+++ TASK INPUT

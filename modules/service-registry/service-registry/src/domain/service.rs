use std::sync::Arc;
use std::time::Duration;

use chrono::{DateTime, TimeDelta, Utc};
use service_registry_sdk::{InstanceStatus, NewInstance, ServiceInstance};
use tracing::{debug, info, instrument};
use url::Url;

use crate::domain::{error::DomainError, storage::InstanceStorage};

/// Registry domain service.
///
/// An instance is live while its status is `Up` and its last heartbeat is
/// no older than the configured TTL.
pub struct Service {
    storage: Arc<InstanceStorage>,
    ttl: TimeDelta,
}

impl Service {
    #[must_use]
    pub fn new(storage: Arc<InstanceStorage>, heartbeat_ttl: Duration) -> Self {
        Self {
            storage,
            ttl: TimeDelta::from_std(heartbeat_ttl).unwrap_or(TimeDelta::MAX),
        }
    }

    /// Register or re-register an instance. Re-registering an id replaces it.
    ///
    /// # Errors
    /// [`DomainError::Validation`] for an invalid service name or base URL.
    #[instrument(skip(self, new), fields(service = %new.service_name))]
    pub fn register(&self, new: NewInstance) -> Result<ServiceInstance, DomainError> {
        self.register_at(new, Utc::now())
    }

    fn register_at(&self, new: NewInstance, now: DateTime<Utc>) -> Result<ServiceInstance, DomainError> {
        validate_service_name(&new.service_name)?;
        let base_url = normalize_base_url(&new.base_url)?;

        let instance_id = match new.instance_id {
            Some(id) if id.trim().is_empty() => {
                return Err(DomainError::validation("instance_id must not be blank"));
            }
            Some(id) => id,
            None => uuid::Uuid::new_v4().to_string(),
        };

        let instance = ServiceInstance {
            instance_id,
            service_name: new.service_name,
            base_url,
            status: InstanceStatus::Up,
            registered_at: now,
            last_heartbeat: now,
        };
        self.storage.upsert(instance.clone());

        info!(instance_id = %instance.instance_id, base_url = %instance.base_url, "instance registered");
        Ok(instance)
    }

    /// # Errors
    /// [`DomainError::InstanceNotFound`] if the id is unknown (never registered or evicted).
    pub fn heartbeat(&self, instance_id: &str) -> Result<(), DomainError> {
        self.heartbeat_at(instance_id, Utc::now())
    }

    fn heartbeat_at(&self, instance_id: &str, now: DateTime<Utc>) -> Result<(), DomainError> {
        if self.storage.touch(instance_id, now) {
            debug!(instance_id, "heartbeat");
            Ok(())
        } else {
            Err(DomainError::instance_not_found(instance_id))
        }
    }

    /// # Errors
    /// [`DomainError::InstanceNotFound`] if the id is unknown.
    pub fn deregister(&self, instance_id: &str) -> Result<ServiceInstance, DomainError> {
        let removed = self
            .storage
            .remove(instance_id)
            .ok_or_else(|| DomainError::instance_not_found(instance_id))?;
        info!(instance_id, service = %removed.service_name, "instance deregistered");
        Ok(removed)
    }

    /// # Errors
    /// [`DomainError::InstanceNotFound`] if the id is unknown.
    pub fn set_status(&self, instance_id: &str, status: InstanceStatus) -> Result<(), DomainError> {
        if self.storage.set_status(instance_id, status) {
            info!(instance_id, ?status, "instance status changed");
            Ok(())
        } else {
            Err(DomainError::instance_not_found(instance_id))
        }
    }

    /// Live instances of `service_name`, ordered by id.
    #[must_use]
    pub fn live_instances(&self, service_name: &str) -> Vec<ServiceInstance> {
        self.live_instances_at(service_name, Utc::now())
    }

    fn live_instances_at(&self, service_name: &str, now: DateTime<Utc>) -> Vec<ServiceInstance> {
        self.storage
            .select(service_name, |i| self.is_live(i, now))
    }

    /// Remove instances whose heartbeat expired; returns how many were removed.
    #[must_use]
    pub fn evict_expired(&self) -> usize {
        self.evict_expired_at(Utc::now())
    }

    fn evict_expired_at(&self, now: DateTime<Utc>) -> usize {
        let evicted = self
            .storage
            .remove_where(|i| self.is_expired(i, now));
        for id in &evicted {
            info!(instance_id = %id, "instance expired");
        }
        evicted.len()
    }

    fn is_expired(&self, instance: &ServiceInstance, now: DateTime<Utc>) -> bool {
        now.signed_duration_since(instance.last_heartbeat) > self.ttl
    }

    fn is_live(&self, instance: &ServiceInstance, now: DateTime<Utc>) -> bool {
        instance.status == InstanceStatus::Up && !self.is_expired(instance, now)
    }
}

fn validate_service_name(name: &str) -> Result<(), DomainError> {
    if name.is_empty() {
        return Err(DomainError::validation("service_name must not be empty"));
    }
    if !name
        .chars()
        .all(|c| c.is_ascii_alphanumeric() || matches!(c, '-' | '_' | '.'))
    {
        return Err(DomainError::validation(format!(
            "service_name '{name}' may only contain ASCII letters, digits, '-', '_' and '.'"
        )));
    }
    Ok(())
}

/// Accepts absolute `http`/`https` URLs without path, query or fragment.
fn normalize_base_url(raw: &str) -> Result<String, DomainError> {
    let url = Url::parse(raw)
        .map_err(|e| DomainError::validation(format!("base_url '{raw}' is not a URL: {e}")))?;

    if !matches!(url.scheme(), "http" | "https") {
        return Err(DomainError::validation(format!(
            "base_url '{raw}' must use http or https"
        )));
    }
    if url.host_str().is_none() {
        return Err(DomainError::validation(format!("base_url '{raw}' has no host")));
    }
    if url.path() != "/" || url.query().is_some() || url.fragment().is_some() {
        return Err(DomainError::validation(format!(
            "base_url '{raw}' must not carry a path, query or fragment"
        )));
    }

    Ok(url.as_str().trim_end_matches('/').to_owned())
}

++++++

Please give the full set of data again exactly.

*SOLUTION FOR THIS PROBLEM:*
filename modules/service-registry/service-registry/src/domain/service.rs
use std::sync::Arc;
use std::time::Duration;

use chrono::{DateTime, TimeDelta, Utc};
use service_registry_sdk::{InstanceStatus, NewInstance, ServiceInstance};
use tracing::{debug, info, instrument};
use url::Url;

use crate::domain::{error::DomainError, storage::InstanceStorage};

/// Registry domain service.
///
/// An instance is live while its status is `Up` and its last heartbeat is
/// no older than the configured TTL.
pub struct Service {
    storage: Arc<InstanceStorage>,
    ttl: TimeDelta,
}

impl Service {
    #[must_use]
    pub fn new(storage: Arc<InstanceStorage>, heartbeat_ttl: Duration) -> Self {
        Self {
            storage,
            ttl: TimeDelta::from_std(heartbeat_ttl).unwrap_or(TimeDelta::MAX),
        }
    }

    /// Register or re-register an instance. Re-registering an id replaces it.
    ///
    /// # Errors
    /// [`DomainError::Validation`] for an invalid service name or base URL.
    #[instrument(skip(self, new), fields(service = %new.service_name))]
    pub fn register(&self, new: NewInstance) -> Result<ServiceInstance, DomainError> {
        self.register_at(new, Utc::now())
    }

    fn register_at(&self, new: NewInstance, now: DateTime<Utc>) -> Result<ServiceInstance, DomainError> {
        validate_service_name(&new.service_name)?;
        let base_url = normalize_base_url(&new.base_url)?;

        let instance_id = match new.instance_id {
            Some(id) if id.trim().is_empty() => {
                return Err(DomainError::validation("instance_id must not be blank"));
            }
            Some(id) => id,
            None => uuid::Uuid::new_v4().to_string(),
        };

        let instance = ServiceInstance {
            instance_id,
            service_name: new.service_name,
            base_url,
            status: InstanceStatus::Up,
            registered_at: now,
            last_heartbeat: now,
        };
        self.storage.upsert(instance.clone());

        info!(instance_id = %instance.instance_id, base_url = %instance.base_url, "instance registered");
        Ok(instance)
    }

    /// # Errors
    /// [`DomainError::InstanceNotFound`] if the id is unknown (never registered or evicted).
    pub fn heartbeat(&self, instance_id: &str) -> Result<(), DomainError> {
        self.heartbeat_at(instance_id, Utc::now())
    }

    fn heartbeat_at(&self, instance_id: &str, now: DateTime<Utc>) -> Result<(), DomainError> {
        if self.storage.touch(instance_id, now) {
            debug!(instance_id, "heartbeat");
            Ok(())
        } else {
            Err(DomainError::instance_not_found(instance_id))
        }
    }

    /// # Errors
    /// [`DomainError::InstanceNotFound`] if the id is unknown.
    pub fn deregister(&self, instance_id: &str) -> Result<ServiceInstance, DomainError> {
        let removed = self
            .storage
            .remove(instance_id)
            .ok_or_else(|| DomainError::instance_not_found(instance_id))?;
        info!(instance_id, service = %removed.service_name, "instance deregistered");
        Ok(removed)
    }

    /// # Errors
    /// [`DomainError::InstanceNotFound`] if the id is unknown.
    pub fn set_status(&self, instance_id: &str, status: InstanceStatus) -> Result<(), DomainError> {
        if self.storage.set_status(instance_id, status) {
            info!(instance_id, ?status, "instance status changed");
            Ok(())
        } else {
            Err(DomainError::instance_not_found(instance_id))
        }
    }

    /// Live instances of `service_name`, ordered by id.
    #[must_use]
    pub fn live_instances(&self, service_name: &str) -> Vec<ServiceInstance> {
        self.live_instances_at(service_name, Utc::now())
    }

    fn live_instances_at(&self, service_name: &str, now: DateTime<Utc>) -> Vec<ServiceInstance> {
        self.storage
            .select(service_name, |i| self.is_live(i, now))
    }

    /// Remove instances whose heartbeat expired; returns how many were removed.
    #[must_use]
    pub fn evict_expired(&self) -> usize {
        self.evict_expired_at(Utc::now())
    }

    fn evict_expired_at(&self, now: DateTime<Utc>) -> usize {
        let evicted = self
            .storage
            .remove_where(|i| self.is_expired(i, now));
        for id in &evicted {
            info!(instance_id = %id, "instance expired");
        }
        evicted.len()
    }

    fn is_expired(&self, instance: &ServiceInstance, now: DateTime<Utc>) -> bool {
        now.signed_duration_since(instance.last_heartbeat) > self.ttl
    }

    fn is_live(&self, instance: &ServiceInstance, now: DateTime<Utc>) -> bool {
        instance.status == InstanceStatus::Up && !self.is_expired(instance, now)
    }
}

fn validate_service_name(name: &str) -> Result<(), DomainError> {
    if name.is_empty() {
        return Err(DomainError::validation("service_name must not be empty"));
    }
    if !name
        .chars()
        .all(|c| c.is_ascii_alphanumeric() || matches!(c, '-' | '_' | '.'))
    {
        return Err(DomainError::validation(format!(
            "service_name '{name}' may only contain ASCII letters, digits, '-', '_' and '.'"
        )));
    }
    Ok(())
}

/// Accepts absolute `http`/`https` URLs without path, query or fragment.
fn normalize_base_url(raw: &str) -> Result<String, DomainError> {
    let url = Url::parse(raw)
        .map_err(|e| DomainError::validation(format!("base_url '{raw}' is not a URL: {e}")))?;

    if !matches!(url.scheme(), "http" | "https") {
        return Err(DomainError::validation(format!(
            "base_url '{raw}' must use http or https"
        )));
    }
    if url.host_str().is_none() {
        return Err(DomainError::validation(format!("base_url '{raw}' has no host")));
    }
    if url.path() != "/" || url.query().is_some() || url.fragment().is_some() {
        return Err(DomainError::validation(format!(
            "base_url '{raw}' must not carry a path, query or fragment"
        )));
    }

    Ok(url.as_str().trim_end_matches('/').to_owned())
}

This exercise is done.